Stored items
"""

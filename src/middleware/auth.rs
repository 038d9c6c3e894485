use axum::{
    body::Body,
    extract::{Request, State},
    http::StatusCode,
    middleware::Next,
    response::{IntoResponse, Response},
};
use jsonwebtoken::{decode, DecodingKey, Validation};
use serde::{Deserialize, Serialize};
use serde_json::json;
use utoipa::ToSchema;

use crate::app_state::AppState;
use crate::db::models::clearance::{ApproverRole, Submitter, SubmitterKind};
use crate::utils::api_response::ApiResponse;

/// Account kind issued by the auth service.
#[derive(Debug, Clone, Copy, PartialEq, Eq, Serialize, Deserialize, ToSchema)]
#[serde(rename_all = "lowercase")]
pub enum UserRole {
    Student,
    Teacher,
    Approver,
    Admin,
}

/// JWT Claims used for authentication.
///
/// Tokens are minted by the external auth service with the shared `JWT_SECRET`.
#[derive(Debug, Serialize, Deserialize, Clone)]
#[serde(rename_all = "camelCase")]
pub struct Claims {
    /// Subject - User ID as String
    pub sub: String,
    /// The username of the authenticated user.
    pub username: String,
    pub role: UserRole,
    /// Office the user signs for; present on approver tokens only.
    #[serde(default, skip_serializing_if = "Option::is_none")]
    pub approver_role: Option<ApproverRole>,
    /// Study program or department, shown on submitted requests.
    #[serde(default, skip_serializing_if = "Option::is_none")]
    pub program: Option<String>,
    /// Expiration timestamp (UNIX TIME)
    pub exp: usize,
}

impl Claims {
    /// Identity to record on a submission, if this account may submit.
    pub fn submitter(&self) -> Option<Submitter> {
        let kind = match self.role {
            UserRole::Student => SubmitterKind::Student,
            UserRole::Teacher => SubmitterKind::Teacher,
            UserRole::Approver | UserRole::Admin => return None,
        };
        Some(Submitter {
            user_id: self.sub.clone(),
            user_name: self.username.clone(),
            program: self.program.clone(),
            kind,
        })
    }
}

fn unauthorized(status: StatusCode, message: &str, errors: Option<serde_json::Value>) -> Response {
    ApiResponse::<()>::error(status, message, errors).into_response()
}

/// ✅ **JWT Middleware** (Handles Token Authentication)
pub async fn jwt_middleware(
    State(state): State<AppState>,
    mut req: Request<Body>,
    next: Next,
) -> Result<Response, Response> {
    // Step 1: Extract Authorization header
    let auth_header = req.headers().get("Authorization").ok_or_else(|| {
        tracing::warn!("Missing Authorization header");
        unauthorized(StatusCode::UNAUTHORIZED, "Missing Authorization header", None)
    })?;

    // Step 2: Convert header to string
    let token_str = auth_header.to_str().map_err(|_| {
        tracing::warn!("Invalid Authorization header format");
        unauthorized(StatusCode::BAD_REQUEST, "Invalid Authorization header format", None)
    })?;

    // Step 3: Strip "Bearer " prefix
    let token = token_str.strip_prefix("Bearer ").ok_or_else(|| {
        tracing::warn!("Invalid token format (missing 'Bearer ' prefix)");
        unauthorized(
            StatusCode::BAD_REQUEST,
            "Invalid token format (missing 'Bearer ' prefix)",
            None,
        )
    })?;

    // Step 4: Decode the JWT token
    let token_data = decode::<Claims>(
        token,
        &DecodingKey::from_secret(state.config.jwt_secret.as_bytes()),
        &Validation::default(),
    )
    .map_err(|e| {
        tracing::warn!("JWT decoding failed: {:?}", e);
        unauthorized(
            StatusCode::UNAUTHORIZED,
            "Invalid token",
            Some(json!({ "error": e.to_string() })),
        )
    })?;

    // Step 5: Approver tokens must say which office they sign for
    let claims = token_data.claims;
    if claims.role == UserRole::Approver && claims.approver_role.is_none() {
        tracing::warn!("Approver token for {} carries no approver role", claims.username);
        return Err(unauthorized(
            StatusCode::FORBIDDEN,
            "Approver token carries no approver role",
            None,
        ));
    }

    // Step 6: Insert claims into request extensions
    tracing::debug!("JWT accepted for {} ({:?})", claims.username, claims.role);
    req.extensions_mut().insert(claims);

    Ok(next.run(req).await)
}

#[cfg(test)]
mod tests {
    use super::*;

    #[test]
    fn only_students_and_teachers_submit() {
        let mut claims = Claims {
            sub: "t-3".into(),
            username: "Selam".into(),
            role: UserRole::Teacher,
            approver_role: None,
            program: Some("Physics".into()),
            exp: 0,
        };
        let submitter = claims.submitter().unwrap();
        assert_eq!(submitter.kind, SubmitterKind::Teacher);
        assert_eq!(submitter.program.as_deref(), Some("Physics"));

        claims.role = UserRole::Admin;
        assert!(claims.submitter().is_none());
    }

    #[test]
    fn claims_wire_format() {
        let claims: Claims = serde_json::from_value(json!({
            "sub": "a-1",
            "username": "librarian",
            "role": "approver",
            "approverRole": "Library",
            "exp": 1_900_000_000u64
        }))
        .unwrap();
        assert_eq!(claims.approver_role, Some(ApproverRole::Library));
        assert!(claims.program.is_none());
    }
}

"""

**Exercise objective**.
All entries given above should be transcribed exactly, with none omitted.

**Written response**.
filename src/middleware/auth.rs
repository 038d9c6c3e894485
use axum::{
    body::Body,
    extract::{Request, State},
    http::StatusCode,
    middleware::Next,
    response::{IntoResponse, Response},
};
use jsonwebtoken::{decode, DecodingKey, Validation};
use serde::{Deserialize, Serialize};
use serde_json::json;
use utoipa::ToSchema;

use crate::app_state::AppState;
use crate::db::models::clearance::{ApproverRole, Submitter, SubmitterKind};
use crate::utils::api_response::ApiResponse;

/// Account kind issued by the auth service.
#[derive(Debug, Clone, Copy, PartialEq, Eq, Serialize, Deserialize, ToSchema)]
#[serde(rename_all = "lowercase")]
pub enum UserRole {
    Student,
    Teacher,
    Approver,
    Admin,
}

/// JWT Claims used for authentication.
///
/// Tokens are minted by the external auth service with the shared `JWT_SECRET`.
#[derive(Debug, Serialize, Deserialize, Clone)]
#[serde(rename_all = "camelCase")]
pub struct Claims {
    /// Subject - User ID as String
    pub sub: String,
    /// The username of the authenticated user.
    pub username: String,
    pub role: UserRole,
    /// Office the user signs for; present on approver tokens only.
    #[serde(default, skip_serializing_if = "Option::is_none")]
    pub approver_role: Option<ApproverRole>,
    /// Study program or department, shown on submitted requests.
    #[serde(default, skip_serializing_if = "Option::is_none")]
    pub program: Option<String>,
    /// Expiration timestamp (UNIX TIME)
    pub exp: usize,
}

impl Claims {
    /// Identity to record on a submission, if this account may submit.
    pub fn submitter(&self) -> Option<Submitter> {
        let kind = match self.role {
            UserRole::Student => SubmitterKind::Student,
            UserRole::Teacher => SubmitterKind::Teacher,
            UserRole::Approver | UserRole::Admin => return None,
        };
        Some(Submitter {
            user_id: self.sub.clone(),
            user_name: self.username.clone(),
            program: self.program.clone(),
            kind,
        })
    }
}

fn unauthorized(status: StatusCode, message: &str, errors: Option<serde_json::Value>) -> Response {
    ApiResponse::<()>::error(status, message, errors).into_response()
}

/// ✅ **JWT Middleware** (Handles Token Authentication)
pub async fn jwt_middleware(
    State(state): State<AppState>,
    mut req: Request<Body>,
    next: Next,
) -> Result<Response, Response> {
    // Step 1: Extract Authorization header
    let auth_header = req.headers().get("Authorization").ok_or_else(|| {
        tracing::warn!("Missing Authorization header");
        unauthorized(StatusCode::UNAUTHORIZED, "Missing Authorization header", None)
    })?;

    // Step 2: Convert header to string
    let token_str = auth_header.to_str().map_err(|_| {
        tracing::warn!("Invalid Authorization header format");
        unauthorized(StatusCode::BAD_REQUEST, "Invalid Authorization header format", None)
    })?;

    // Step 3: Strip "Bearer " prefix
    let token = token_str.strip_prefix("Bearer ").ok_or_else(|| {
        tracing::warn!("Invalid token format (missing 'Bearer ' prefix)");
        unauthorized(
            StatusCode::BAD_REQUEST,
            "Invalid token format (missing 'Bearer ' prefix)",
            None,
        )
    })?;

    // Step 4: Decode the JWT token
    let token_data = decode::<Claims>(
        token,
        &DecodingKey::from_secret(state.config.jwt_secret.as_bytes()),
        &Validation::default(),
    )
    .map_err(|e| {
        tracing::warn!("JWT decoding failed: {:?}", e);
        unauthorized(
            StatusCode::UNAUTHORIZED,
            "Invalid token",
            Some(json!({ "error": e.to_string() })),
        )
    })?;

    // Step 5: Approver tokens must say which office they sign for
    let claims = token_data.claims;
    if claims.role == UserRole::Approver && claims.approver_role.is_none() {
        tracing::warn!("Approver token for {} carries no approver role", claims.username);
        return Err(unauthorized(
            StatusCode::FORBIDDEN,
            "Approver token carries no approver role",
            None,
        ));
    }

    // Step 6: Insert claims into request extensions
    tracing::debug!("JWT accepted for {} ({:?})", claims.username, claims.role);
    req.extensions_mut().insert(claims);

    Ok(next.run(req).await)
}

#[cfg(test)]
mod tests {
    use super::*;

    #[test]
    fn only_students_and_teachers_submit() {
        let mut claims = Claims {
            sub: "t-3".into(),
            username: "Selam".into(),
            role: UserRole::Teacher,
            approver_role: None,
            program: Some("Physics".into()),
            exp: 0,
        };
        let submitter = claims.submitter().unwrap();
        assert_eq!(submitter.kind, SubmitterKind::Teacher);
        assert_eq!(submitter.program.as_deref(), Some("Physics"));

        claims.role = UserRole::Admin;
        assert!(claims.submitter().is_none());
    }

    #[test]
    fn claims_wire_format() {
        let claims: Claims = serde_json::from_value(json!({
            "sub": "a-1",
            "username": "librarian",
            "role": "approver",
            "approverRole": "Library",
            "exp": 1_900_000_000u64
        }))
        .unwrap();
        assert_eq!(claims.approver_role, Some(ApproverRole::Library));
        assert!(claims.program.is_none());
    }
}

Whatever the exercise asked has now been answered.